■ Data records ■
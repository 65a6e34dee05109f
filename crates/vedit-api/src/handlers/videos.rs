//! Object endpoints: upload, list, download, URL, delete.

use std::path::Path as FsPath;

use axum::body::Body;
use axum::extract::multipart::MultipartRejection;
use axum::extract::{Multipart, Path, State};
use axum::http::{header, HeaderMap, StatusCode};
use axum::response::Response;
use axum::Json;
use tokio::io::AsyncWriteExt;
use tracing::{info, warn};
use uuid::Uuid;
use vedit_editor::ScratchSpace;
use vedit_models::{MessageResponse, ObjectListing, OutputFormat, UploadResponse, UrlResponse};

use crate::error::{ApiError, ApiResult};
use crate::state::AppState;

/// Multipart field carrying the uploaded file.
const UPLOAD_FIELD: &str = "file";

/// POST /videos/upload
///
/// Streams the `file` field to a scratch file, then stores it under
/// `<uuid>_<sanitized filename>`.
pub async fn upload_video(
    State(state): State<AppState>,
    multipart: Result<Multipart, MultipartRejection>,
) -> ApiResult<Json<UploadResponse>> {
    let mut multipart = multipart?;

    let upload_id = Uuid::new_v4().simple().to_string();
    let mut scratch = ScratchSpace::create(&state.editor.config().work_dir, &upload_id)
        .await
        .map_err(|e| ApiError::internal(format!("Failed to prepare upload: {}", e)))?;

    let mut received = None;
    while let Some(mut field) = multipart.next_field().await? {
        if field.name() != Some(UPLOAD_FIELD) {
            continue;
        }

        let filename = field.file_name().unwrap_or("upload").to_string();
        let ext = FsPath::new(&filename)
            .extension()
            .and_then(|e| e.to_str())
            .unwrap_or_default()
            .to_string();
        let path = scratch.file("upload", &ext);

        let mut file = tokio::fs::File::create(&path)
            .await
            .map_err(|e| ApiError::internal(format!("Failed to create upload file: {}", e)))?;
        let mut size: u64 = 0;
        while let Some(chunk) = field.chunk().await? {
            file.write_all(&chunk)
                .await
                .map_err(|e| ApiError::internal(format!("Failed to write upload: {}", e)))?;
            size += chunk.len() as u64;
        }
        file.flush()
            .await
            .map_err(|e| ApiError::internal(format!("Failed to write upload: {}", e)))?;

        received = Some((path, filename, size));
        break;
    }

    let Some((path, filename, size)) = received else {
        scratch.cleanup().await;
        return Err(ApiError::bad_request("Missing multipart field 'file'"));
    };

    let stored = state.editor.import_file(&path, &filename).await;
    scratch.cleanup().await;
    let stored = stored?;

    info!(key = %stored.key, size, "Video uploaded");
    Ok(Json(UploadResponse {
        message: "Video uploaded".to_string(),
        url: stored.url,
        key: stored.key,
    }))
}

/// GET /videos/list
///
/// Store failures are logged and answered with an empty listing.
pub async fn list_videos(State(state): State<AppState>) -> Json<Vec<ObjectListing>> {
    match state.store().list().await {
        Ok(objects) => Json(
            objects
                .into_iter()
                .map(|o| ObjectListing {
                    key: o.key,
                    last_modified: o.last_modified.map(|t| t.to_rfc3339()),
                    size: o.size,
                })
                .collect(),
        ),
        Err(e) => {
            warn!("Failed to list videos: {}", e);
            Json(Vec::new())
        }
    }
}

/// GET /videos/download/:video_id
///
/// Streams the object from the store; supports a single `Range: bytes=` header.
pub async fn download_video(
    State(state): State<AppState>,
    Path(video_id): Path<String>,
    headers: HeaderMap,
) -> ApiResult<Response> {
    let range = headers
        .get(header::RANGE)
        .and_then(|v| v.to_str().ok())
        .map(|s| s.to_string());

    let object = state
        .store()
        .get_object(&video_id, range.as_deref())
        .await
        .map_err(|e| match e {
            vedit_storage::StorageError::NotFound(_) => {
                ApiError::not_found(format!("Video {} not found", video_id))
            }
            other => ApiError::Storage(other),
        })?;

    let content_type = object.content_type.unwrap_or_else(|| {
        OutputFormat::from_key(&video_id)
            .map(|f| f.content_type())
            .unwrap_or("application/octet-stream")
            .to_string()
    });

    let mut builder = Response::builder()
        .header(header::CONTENT_TYPE, content_type)
        .header(header::ACCEPT_RANGES, "bytes")
        .header(
            header::CONTENT_DISPOSITION,
            format!("attachment; filename=\"{}\"", disposition_filename(&video_id)),
        )
        .header("cross-origin-resource-policy", "cross-origin");

    if let Some(len) = object.content_length {
        builder = builder.header(header::CONTENT_LENGTH, len);
    }

    builder = match object.content_range {
        Some(content_range) => builder
            .status(StatusCode::PARTIAL_CONTENT)
            .header(header::CONTENT_RANGE, content_range),
        None => builder.status(StatusCode::OK),
    };

    builder
        .body(Body::from_stream(object.stream))
        .map_err(|e| ApiError::internal(format!("Failed to build response: {}", e)))
}

/// GET /videos/video/:video_id
pub async fn get_video_url(
    State(state): State<AppState>,
    Path(video_id): Path<String>,
) -> Json<UrlResponse> {
    Json(UrlResponse {
        url: state.store().public_url(&video_id),
    })
}

/// DELETE /videos/video/:video_id
pub async fn delete_video(
    State(state): State<AppState>,
    Path(video_id): Path<String>,
) -> ApiResult<Json<MessageResponse>> {
    state.store().delete(&video_id).await?;
    info!(key = %video_id, "Video deleted");

    Ok(Json(MessageResponse {
        message: format!("Video {} deleted", video_id),
    }))
}

/// Filename safe to place inside a quoted `Content-Disposition` parameter.
fn disposition_filename(key: &str) -> String {
    key.chars()
        .map(|c| {
            if !c.is_ascii() || c.is_ascii_control() || c == '"' || c == '\\' {
                '_'
            } else {
                c
            }
        })
        .collect()
}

■ ABOUT THIS EXERCISE ■
Return all entries exactly.

■ TASK ANSWER ■
repository 65a6e34dee05109f
filename crates/vedit-api/src/handlers/videos.rs
//! Object endpoints: upload, list, download, URL, delete.

use std::path::Path as FsPath;

use axum::body::Body;
use axum::extract::multipart::MultipartRejection;
use axum::extract::{Multipart, Path, State};
use axum::http::{header, HeaderMap, StatusCode};
use axum::response::Response;
use axum::Json;
use tokio::io::AsyncWriteExt;
use tracing::{info, warn};
use uuid::Uuid;
use vedit_editor::ScratchSpace;
use vedit_models::{MessageResponse, ObjectListing, OutputFormat, UploadResponse, UrlResponse};

use crate::error::{ApiError, ApiResult};
use crate::state::AppState;

/// Multipart field carrying the uploaded file.
const UPLOAD_FIELD: &str = "file";

/// POST /videos/upload
///
/// Streams the `file` field to a scratch file, then stores it under
/// `<uuid>_<sanitized filename>`.
pub async fn upload_video(
    State(state): State<AppState>,
    multipart: Result<Multipart, MultipartRejection>,
) -> ApiResult<Json<UploadResponse>> {
    let mut multipart = multipart?;

    let upload_id = Uuid::new_v4().simple().to_string();
    let mut scratch = ScratchSpace::create(&state.editor.config().work_dir, &upload_id)
        .await
        .map_err(|e| ApiError::internal(format!("Failed to prepare upload: {}", e)))?;

    let mut received = None;
    while let Some(mut field) = multipart.next_field().await? {
        if field.name() != Some(UPLOAD_FIELD) {
            continue;
        }

        let filename = field.file_name().unwrap_or("upload").to_string();
        let ext = FsPath::new(&filename)
            .extension()
            .and_then(|e| e.to_str())
            .unwrap_or_default()
            .to_string();
        let path = scratch.file("upload", &ext);

        let mut file = tokio::fs::File::create(&path)
            .await
            .map_err(|e| ApiError::internal(format!("Failed to create upload file: {}", e)))?;
        let mut size: u64 = 0;
        while let Some(chunk) = field.chunk().await? {
            file.write_all(&chunk)
                .await
                .map_err(|e| ApiError::internal(format!("Failed to write upload: {}", e)))?;
            size += chunk.len() as u64;
        }
        file.flush()
            .await
            .map_err(|e| ApiError::internal(format!("Failed to write upload: {}", e)))?;

        received = Some((path, filename, size));
        break;
    }

    let Some((path, filename, size)) = received else {
        scratch.cleanup().await;
        return Err(ApiError::bad_request("Missing multipart field 'file'"));
    };

    let stored = state.editor.import_file(&path, &filename).await;
    scratch.cleanup().await;
    let stored = stored?;

    info!(key = %stored.key, size, "Video uploaded");
    Ok(Json(UploadResponse {
        message: "Video uploaded".to_string(),
        url: stored.url,
        key: stored.key,
    }))
}

/// GET /videos/list
///
/// Store failures are logged and answered with an empty listing.
pub async fn list_videos(State(state): State<AppState>) -> Json<Vec<ObjectListing>> {
    match state.store().list().await {
        Ok(objects) => Json(
            objects
                .into_iter()
                .map(|o| ObjectListing {
                    key: o.key,
                    last_modified: o.last_modified.map(|t| t.to_rfc3339()),
                    size: o.size,
                })
                .collect(),
        ),
        Err(e) => {
            warn!("Failed to list videos: {}", e);
            Json(Vec::new())
        }
    }
}

/// GET /videos/download/:video_id
///
/// Streams the object from the store; supports a single `Range: bytes=` header.
pub async fn download_video(
    State(state): State<AppState>,
    Path(video_id): Path<String>,
    headers: HeaderMap,
) -> ApiResult<Response> {
    let range = headers
        .get(header::RANGE)
        .and_then(|v| v.to_str().ok())
        .map(|s| s.to_string());

    let object = state
        .store()
        .get_object(&video_id, range.as_deref())
        .await
        .map_err(|e| match e {
            vedit_storage::StorageError::NotFound(_) => {
                ApiError::not_found(format!("Video {} not found", video_id))
            }
            other => ApiError::Storage(other),
        })?;

    let content_type = object.content_type.unwrap_or_else(|| {
        OutputFormat::from_key(&video_id)
            .map(|f| f.content_type())
            .unwrap_or("application/octet-stream")
            .to_string()
    });

    let mut builder = Response::builder()
        .header(header::CONTENT_TYPE, content_type)
        .header(header::ACCEPT_RANGES, "bytes")
        .header(
            header::CONTENT_DISPOSITION,
            format!("attachment; filename=\"{}\"", disposition_filename(&video_id)),
        )
        .header("cross-origin-resource-policy", "cross-origin");

    if let Some(len) = object.content_length {
        builder = builder.header(header::CONTENT_LENGTH, len);
    }

    builder = match object.content_range {
        Some(content_range) => builder
            .status(StatusCode::PARTIAL_CONTENT)
            .header(header::CONTENT_RANGE, content_range),
        None => builder.status(StatusCode::OK),
    };

    builder
        .body(Body::from_stream(object.stream))
        .map_err(|e| ApiError::internal(format!("Failed to build response: {}", e)))
}

/// GET /videos/video/:video_id
pub async fn get_video_url(
    State(state): State<AppState>,
    Path(video_id): Path<String>,
) -> Json<UrlResponse> {
    Json(UrlResponse {
        url: state.store().public_url(&video_id),
    })
}

/// DELETE /videos/video/:video_id
pub async fn delete_video(
    State(state): State<AppState>,
    Path(video_id): Path<String>,
) -> ApiResult<Json<MessageResponse>> {
    state.store().delete(&video_id).await?;
    info!(key = %video_id, "Video deleted");

    Ok(Json(MessageResponse {
        message: format!("Video {} deleted", video_id),
    }))
}

/// Filename safe to place inside a quoted `Content-Disposition` parameter.
fn disposition_filename(key: &str) -> String {
    key.chars()
        .map(|c| {
            if !c.is_ascii() || c.is_ascii_control() || c == '"' || c == '\\' {
                '_'
            } else {
                c
            }
        })
        .collect()
}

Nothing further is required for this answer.